By OGJ editors
WASHINGTON, DC, July 25 -- The Department of the Interior's Minerals Management Service said July 24 it distributed more than $318 million to 32 states during the first 6 months of 2002. Of that total, Wyoming received over half those funds, $165 million. New Mexico was second with $88 million and Colorado third with $16 million received.
This year's halfway total is less than last year's record $656 million but is close to the 2000 figure of $362 million, said Interior Sec. Gale Norton. "The numbers largely reflect a recent decline in prices of crude oil and natural gas."
Interior officials said the money represents the states' cumulative share of revenues collected for mineral production on federal lands located within their borders and from federal offshore oil and gas tracts adjacent their shores.
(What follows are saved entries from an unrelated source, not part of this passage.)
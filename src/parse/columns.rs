//! # The COLUMNS section
//!
//! Assembles the sparse kernel. Coefficients for one column arrive over consecutive lines in
//! arbitrary row order; they are staged in a holder array indexed by row id and purged into the
//! kernel in ascending row order once the column is complete. The purge picks between sorting
//! the pending ids and sweeping all rows, based on which estimate is cheaper.
use std::mem::take;

use itertools::Itertools;

use crate::diag::{Diagnostics, Warning, WarningSection};
use crate::error::{FileLocation, Import, Inconsistency, Parse};
use crate::model::KERNEL_SENTINEL_ROW;
use crate::parse::parse_value;
use crate::sort;
use crate::table::NameTable;

/// Everything the `COLUMNS` section contributes to the model.
#[derive(Debug)]
pub(crate) struct ColumnData {
    /// Column names in first-seen order, parallel to the dense column ids.
    pub names: Vec<String>,
    /// Flat column-major coefficient storage, sealed with the sentinel pair.
    pub kernel: Vec<(i64, f64)>,
    /// Start offset per column, with a trailing entry pointing at the sentinel.
    pub column_starts: Vec<usize>,
    /// How many coefficients parsed to zero and were dropped.
    pub zero_count: usize,
}

/// A coefficient waiting in the holder until its column is complete.
///
/// The value is kept as the raw token; it is only parsed at purge time.
struct Pending<'a> {
    line: u64,
    row_name: &'a str,
    value_text: &'a str,
}

/// Parse the `COLUMNS` body and assemble the kernel.
///
/// # Arguments
///
/// * `lines`: Body of the section.
/// * `row_table`: Interned row names; read only.
/// * `column_table`: Receives every column name; detects split column blocks.
/// * `element_table`: Receives every (column, row) pair; detects repeated coefficients.
/// * `row_count`: Total number of rows, sizing the holder and driving the purge cost model.
///
/// # Errors
///
/// Unknown row names, a row name without a value, repeated (column, row) pairs and column names
/// declared in more than one contiguous block are all fatal. Diagnostics cite the conflicting
/// line numbers.
pub(crate) fn parse<'a>(
    lines: &[FileLocation<'a>],
    row_table: &NameTable,
    column_table: &mut NameTable,
    element_table: &mut NameTable,
    row_count: usize,
    diagnostics: &mut Diagnostics,
) -> Result<ColumnData, Import> {
    let mut assembler = Assembler::new(row_count, lines.len());
    // Name and first line of the column currently accumulating.
    let mut current: Option<(&str, u64)> = None;

    for &(number, line) in lines {
        let mut fields = line.split_whitespace();
        let Some(column_name) = fields.next() else { continue };

        match current {
            Some((active, _)) if active == column_name => {},
            Some((finished, first_line)) => {
                assembler.finish_column(finished, first_line, column_table, element_table, diagnostics)?;
                current = Some((column_name, number));
            },
            None => current = Some((column_name, number)),
        }

        let mut pairs = fields.tuples();
        for (row_name, value_text) in pairs.by_ref() {
            let row = row_table.get(row_name).ok_or_else(|| Inconsistency::new(format!(
                "Row name \"{}\" on line {} does not exist.", row_name, number,
            )))?;
            assembler.stage(row, column_name, Pending { line: number, row_name, value_text, })?;
        }
        if let Some(orphan) = pairs.into_buffer().next() {
            return Err(Parse::with_location(
                format!("Row name \"{}\" has no value.", orphan), (number, line),
            ).into());
        }
    }

    if let Some((finished, first_line)) = current {
        assembler.finish_column(finished, first_line, column_table, element_table, diagnostics)?;
    }

    let data = assembler.seal();
    debug_assert_eq!(element_table.len(), data.kernel.len() - 1);

    Ok(data)
}

/// Accumulates one column at a time and grows the kernel.
struct Assembler<'a> {
    names: Vec<String>,
    kernel: Vec<(i64, f64)>,
    column_starts: Vec<usize>,
    zero_count: usize,
    /// One slot per row, holding the coefficient staged for that row, if any.
    holder: Vec<Option<Pending<'a>>>,
    /// Row ids staged for the current column, in arrival order.
    pending_rows: Vec<i64>,
}

impl<'a> Assembler<'a> {
    fn new(row_count: usize, line_count: usize) -> Self {
        Self {
            names: Vec::new(),
            // Two coefficients per line at most, plus the sentinel.
            kernel: Vec::with_capacity(2 * line_count + 1),
            column_starts: Vec::new(),
            zero_count: 0,
            holder: (0..row_count).map(|_| None).collect(),
            pending_rows: Vec::with_capacity(row_count),
        }
    }

    /// Stage one coefficient for the current column.
    fn stage(&mut self, row: usize, column_name: &str, pending: Pending<'a>) -> Result<(), Inconsistency> {
        if let Some(existing) = &self.holder[row] {
            return Err(Inconsistency::new(format!(
                "Duplicate coefficient for column \"{}\" and row \"{}\" on line {}; \
                first given on line {}.",
                column_name, pending.row_name, pending.line, existing.line,
            )));
        }

        self.pending_rows.push(row as i64);
        self.holder[row] = Some(pending);

        Ok(())
    }

    /// Purge the finished column into the kernel and register its name.
    fn finish_column(
        &mut self,
        name: &str,
        first_line: u64,
        column_table: &mut NameTable,
        element_table: &mut NameTable,
        diagnostics: &mut Diagnostics,
    ) -> Result<(), Import> {
        let id = self.names.len();
        self.column_starts.push(self.kernel.len());
        self.purge(name, element_table, diagnostics)?;

        if let Err(original) = column_table.insert(id, first_line, name) {
            return Err(Inconsistency::new(format!(
                "Column \"{}\" on line {} was already defined on line {}; \
                a column must be declared in one contiguous block.",
                name, first_line, original,
            )).into());
        }
        self.names.push(name.to_string());

        Ok(())
    }

    /// Move the staged coefficients into the kernel in ascending row order.
    ///
    /// Small tallies skip the strategy choice entirely. Beyond that, sorting the pending ids
    /// costs about `tally log2 tally` and sweeping the holder costs `rows`; the cheaper one runs.
    fn purge(
        &mut self,
        column_name: &str,
        element_table: &mut NameTable,
        diagnostics: &mut Diagnostics,
    ) -> Result<(), Inconsistency> {
        match self.pending_rows.len() {
            0 => {},
            1 => {
                let row = self.pending_rows[0];
                self.emit(row, column_name, element_table, diagnostics)?;
            },
            2 => {
                let (first, second) = (self.pending_rows[0], self.pending_rows[1]);
                let (low, high) = if first < second { (first, second) } else { (second, first) };
                self.emit(low, column_name, element_table, diagnostics)?;
                self.emit(high, column_name, element_table, diagnostics)?;
            },
            tally => {
                if tally * ceil_log2(tally) < self.holder.len() {
                    let mut pending = take(&mut self.pending_rows);
                    if !pending.is_sorted() {
                        sort::sort(&mut pending);
                    }
                    for &row in &pending {
                        self.emit(row, column_name, element_table, diagnostics)?;
                    }
                    // Keep the allocation for the next column.
                    self.pending_rows = pending;
                } else {
                    for row in 0..self.holder.len() as i64 {
                        if self.holder[row as usize].is_some() {
                            self.emit(row, column_name, element_table, diagnostics)?;
                        }
                    }
                }
            },
        }
        self.pending_rows.clear();

        Ok(())
    }

    /// Emit a single staged coefficient, dropping values that parse to zero.
    fn emit(
        &mut self,
        row: i64,
        column_name: &str,
        element_table: &mut NameTable,
        diagnostics: &mut Diagnostics,
    ) -> Result<(), Inconsistency> {
        let Some(pending) = self.holder[row as usize].take() else { return Ok(()) };

        let value = parse_value(pending.value_text);
        if value == 0.0 {
            diagnostics.push(Warning::ZeroValue {
                section: WarningSection::Columns,
                line: pending.line,
                token: pending.value_text.to_string(),
            });
            self.zero_count += 1;
            return Ok(());
        }

        if let Err(original) = element_table.insert_pair(
            self.kernel.len(), pending.line, column_name, pending.row_name,
        ) {
            return Err(Inconsistency::new(format!(
                "Coefficient for column \"{}\" and row \"{}\" on line {} was already given \
                on line {}.",
                column_name, pending.row_name, pending.line, original,
            )));
        }

        self.kernel.push((row, value));

        Ok(())
    }

    /// Seal the kernel with the sentinel pair and shrink everything to its true size.
    fn seal(mut self) -> ColumnData {
        self.column_starts.push(self.kernel.len());
        self.kernel.push((KERNEL_SENTINEL_ROW, 0.0));

        self.kernel.shrink_to_fit();
        self.column_starts.shrink_to_fit();
        self.names.shrink_to_fit();

        ColumnData {
            names: self.names,
            kernel: self.kernel,
            column_starts: self.column_starts,
            zero_count: self.zero_count,
        }
    }
}

/// Ceiling of the base-2 logarithm, the `n log2 n` factor of the sort cost estimate.
fn ceil_log2(n: usize) -> usize {
    debug_assert!(n >= 2);

    (usize::BITS - (n - 1).leading_zeros()) as usize
}

#[cfg(test)]
mod test {
    use crate::diag::Diagnostics;
    use crate::error::{FileLocation, Import};
    use crate::parse::columns::{ceil_log2, ColumnData, parse};
    use crate::table::NameTable;

    fn row_table(count: usize) -> NameTable {
        let mut table = NameTable::with_capacity(count);
        for id in 0..count {
            table.insert(id, id as u64 + 1, &format!("R{}", id)).unwrap();
        }
        table
    }

    fn assemble(lines: &[FileLocation], row_count: usize) -> Result<ColumnData, Import> {
        let mut column_table = NameTable::with_capacity(lines.len());
        let mut element_table = NameTable::with_capacity(2 * lines.len());
        let mut diagnostics = Diagnostics::new();
        parse(lines, &row_table(row_count), &mut column_table, &mut element_table, row_count, &mut diagnostics)
    }

    #[test]
    fn single_column_sorted_and_sealed() {
        let lines = vec![
            (10, "    X1  R5  5.0  R1  1.0"),
            (11, "    X1  R3  3.0"),
        ];
        let data = assemble(&lines, 8).unwrap();

        assert_eq!(data.names, vec!["X1"]);
        assert_eq!(data.kernel, vec![(1, 1.0), (3, 3.0), (5, 5.0), (-1, 0.0)]);
        assert_eq!(data.column_starts, vec![0, 3]);
        assert_eq!(data.zero_count, 0);
    }

    #[test]
    fn both_purge_strategies_produce_the_same_kernel() {
        let lines = vec![
            (10, "    X1  R5  5.0  R1  1.0"),
            (11, "    X1  R3  3.0"),
        ];
        // tally = 3, cost 3 * 2 = 6: below 100 rows the pending ids are sorted, at 6 rows the
        // holder is swept instead.
        let sorted_path = assemble(&lines, 100).unwrap();
        let swept_path = assemble(&lines, 6).unwrap();

        assert_eq!(sorted_path.kernel, swept_path.kernel);
        assert_eq!(sorted_path.column_starts, swept_path.column_starts);
    }

    #[test]
    fn zero_coefficient_is_dropped_and_counted() {
        let lines = vec![
            (10, "    X1  R0  1.0  R1  0.0"),
            (11, "    X2  R1  2.0"),
        ];
        let data = assemble(&lines, 4).unwrap();

        assert_eq!(data.kernel, vec![(0, 1.0), (1, 2.0), (-1, 0.0)]);
        assert_eq!(data.column_starts, vec![0, 1, 2]);
        assert_eq!(data.zero_count, 1);
    }

    #[test]
    fn unknown_row_is_rejected() {
        let lines = vec![(10, "    X1  R9  1.0")];
        let result = assemble(&lines, 4);

        assert!(matches!(result, Err(Import::Inconsistency(_))));
    }

    #[test]
    fn row_name_without_value_is_rejected() {
        let lines = vec![(10, "    X1  R0  1.0  R1")];
        let result = assemble(&lines, 4);

        assert!(matches!(result, Err(Import::Parse(_))));
        assert!(result.unwrap_err().to_string().contains("R1"));
    }

    #[test]
    fn repeated_coefficient_cites_both_lines() {
        let lines = vec![
            (10, "    X1  R1  1.0"),
            (12, "    X1  R1  2.0"),
        ];
        let message = assemble(&lines, 4).unwrap_err().to_string();

        assert!(message.contains("10"));
        assert!(message.contains("12"));
    }

    #[test]
    fn split_column_block_is_rejected() {
        let lines = vec![
            (10, "    X1  R0  1.0"),
            (11, "    X2  R0  2.0"),
            (12, "    X1  R1  3.0"),
        ];
        let message = assemble(&lines, 4).unwrap_err().to_string();

        assert!(message.contains("X1"));
        assert!(message.contains("contiguous"));
    }

    #[test]
    fn ceiling_log2() {
        assert_eq!(ceil_log2(2), 1);
        assert_eq!(ceil_log2(3), 2);
        assert_eq!(ceil_log2(4), 2);
        assert_eq!(ceil_log2(5), 3);
        assert_eq!(ceil_log2(1024), 10);
        assert_eq!(ceil_log2(1025), 11);
    }
}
For the majority of federal lands, states and the federal government share the revenues as follows: 50% to the state, 40% to the Reclamation Fund for water projects, and 10% to the US Treasury. One exception, Alaska, gets a 90% share, as prescribed by the Alaska Statehood Act. Certain coastal states with federal offshore tracts adjacent their seaward boundaries receive 27% of those mineral royalties as well. Remaining offshore revenues are deposited in special accounts of the US Treasury, including the General Fund, the Historic Preservation Fund, and the Land and Water Conservation Fund.